//! Render configuration.
//!
//! Loaded from JSON; every field is optional:
//!
//! ```json
//! { "font_paths": ["/usr/share/fonts/..."], "output_dir": "data/generated", "jpeg_quality": 92 }
//! ```

use serde::{Deserialize, Serialize};
use std::path::{Path, PathBuf};

use meme_text::{FontResolver, DEFAULT_FONT_PATHS};

use crate::error::RenderError;
use crate::output::{OutputStore, DEFAULT_JPEG_QUALITY};

/// Directory generated memes land in unless configured otherwise.
pub const DEFAULT_OUTPUT_DIR: &str = "data/generated";

/// Read-only settings shared by every generation call.
#[derive(Clone, Debug, PartialEq, Eq, Serialize, Deserialize)]
#[serde(default)]
pub struct RenderConfig {
    /// Font candidates, tried in order.
    pub font_paths: Vec<PathBuf>,
    pub output_dir: PathBuf,
    /// JPEG quality. Values below `MIN_JPEG_QUALITY` (75) are raised to it.
    pub jpeg_quality: u8,
}

impl Default for RenderConfig {
    fn default() -> Self {
        Self {
            font_paths: DEFAULT_FONT_PATHS.iter().map(PathBuf::from).collect(),
            output_dir: PathBuf::from(DEFAULT_OUTPUT_DIR),
            jpeg_quality: DEFAULT_JPEG_QUALITY,
        }
    }
}

impl RenderConfig {
    pub fn from_json_str(json: &str) -> Result<Self, RenderError> {
        Ok(serde_json::from_str(json)?)
    }

    pub fn from_json_file(path: &Path) -> Result<Self, RenderError> {
        let json = std::fs::read_to_string(path).map_err(|source| RenderError::Io {
            path: path.to_path_buf(),
            source,
        })?;
        Self::from_json_str(&json)
    }

    pub fn font_resolver(&self) -> FontResolver {
        FontResolver::new(self.font_paths.iter().cloned())
    }

    pub fn output_store(&self) -> OutputStore {
        OutputStore::new(self.output_dir.clone(), self.jpeg_quality)
    }
}

// ===================================================================
// Tests
// ===================================================================

#[cfg(test)]
mod tests {
    use super::*;

    #[test]
    fn test_default_config() {
        let config = RenderConfig::default();
        assert_eq!(config.jpeg_quality, 92);
        assert_eq!(config.output_dir, PathBuf::from("data/generated"));
        assert_eq!(config.font_paths.len(), DEFAULT_FONT_PATHS.len());
    }

    #[test]
    fn test_empty_json_is_default() {
        assert_eq!(
            RenderConfig::from_json_str("{}").unwrap(),
            RenderConfig::default()
        );
    }

    #[test]
    fn test_partial_json() {
        let config =
            RenderConfig::from_json_str(r#"{"output_dir": "/tmp/memes", "jpeg_quality": 80}"#)
                .unwrap();
        assert_eq!(config.output_dir, PathBuf::from("/tmp/memes"));
        assert_eq!(config.jpeg_quality, 80);
        assert_eq!(config.font_paths, RenderConfig::default().font_paths);
    }

    #[test]
    fn test_empty_font_list_resolves_bitmap() {
        let config = RenderConfig::from_json_str(r#"{"font_paths": []}"#).unwrap();
        assert!(config.font_resolver().candidates().is_empty());
        assert!(config.font_resolver().resolve().is_fallback());
    }

    #[test]
    fn test_low_quality_is_raised_to_floor() {
        let config = RenderConfig::from_json_str(r#"{"jpeg_quality": 10}"#).unwrap();
        assert_eq!(config.output_store().quality(), crate::output::MIN_JPEG_QUALITY);
    }

    #[test]
    fn test_invalid_json() {
        let err = RenderConfig::from_json_str(r#"{"jpeg_quality": "high"}"#).unwrap_err();
        assert!(matches!(err, RenderError::Config(_)));
    }

    #[test]
    fn test_missing_file() {
        let err = RenderConfig::from_json_file(Path::new("/nonexistent/meme.json")).unwrap_err();
        assert!(matches!(err, RenderError::Io { .. }));
    }
}
//! Text blocks: one unit of caption text plus where and how big to draw it.

use serde::{Deserialize, Serialize};
use thiserror::Error;

use crate::position::{PositionId, SizeClass};

/// Longest caption callers accept for a single block (characters).
pub const MAX_TEXT_LENGTH: usize = 200;

#[derive(Error, Debug)]
pub enum BlockError {
    #[error("text block is empty")]
    Empty,
    #[error("text block has {len} characters, limit is {max}")]
    TooLong { len: usize, max: usize },
    #[error("unknown position: {0}")]
    UnknownPosition(String),
    #[error("invalid block list: {0}")]
    Json(#[from] serde_json::Error),
}

/// One caption to lay out on the image.
///
/// On the wire the size class travels as `font_size`:
///
/// ```json
/// {"text": "one does not simply", "position": "top", "font_size": "large"}
/// ```
#[derive(Clone, Debug, PartialEq, Eq, Serialize, Deserialize)]
pub struct TextBlock {
    pub text: String,
    #[serde(default)]
    pub position: PositionId,
    #[serde(rename = "font_size", alias = "size_class", default)]
    pub size_class: SizeClass,
}

impl TextBlock {
    pub fn new(text: impl Into<String>, position: PositionId, size_class: SizeClass) -> Self {
        Self {
            text: text.into(),
            position,
            size_class,
        }
    }

    /// True when the block has nothing to draw.
    pub fn is_blank(&self) -> bool {
        self.text.trim().is_empty()
    }

    /// Caller-side validation: non-blank and within [`MAX_TEXT_LENGTH`].
    ///
    /// The compositor does not call this. It skips blank blocks and draws
    /// long ones anyway.
    pub fn validate(&self) -> Result<(), BlockError> {
        if self.is_blank() {
            return Err(BlockError::Empty);
        }
        let len = self.text.chars().count();
        if len > MAX_TEXT_LENGTH {
            return Err(BlockError::TooLong {
                len,
                max: MAX_TEXT_LENGTH,
            });
        }
        Ok(())
    }
}

/// Parse a JSON array of blocks.
pub fn parse_blocks_json(json: &str) -> Result<Vec<TextBlock>, BlockError> {
    Ok(serde_json::from_str(json)?)
}

// ===================================================================
// Tests
// ===================================================================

══════════

**WORK TASK:** Given the records above, reproduce precisely and only the lines between the line holding "Loaded from JSON;" and the line holding "unless configured otherwise.", inclusive.

**OUTPUT:**
//! Loaded from JSON; every field is optional:
//!
//! ```json
//! { "font_paths": ["/usr/share/fonts/..."], "output_dir": "data/generated", "jpeg_quality": 92 }
//! ```

use serde::{Deserialize, Serialize};
use std::path::{Path, PathBuf};

use meme_text::{FontResolver, DEFAULT_FONT_PATHS};

use crate::error::RenderError;
use crate::output::{OutputStore, DEFAULT_JPEG_QUALITY};

/// Directory generated memes land in unless configured otherwise.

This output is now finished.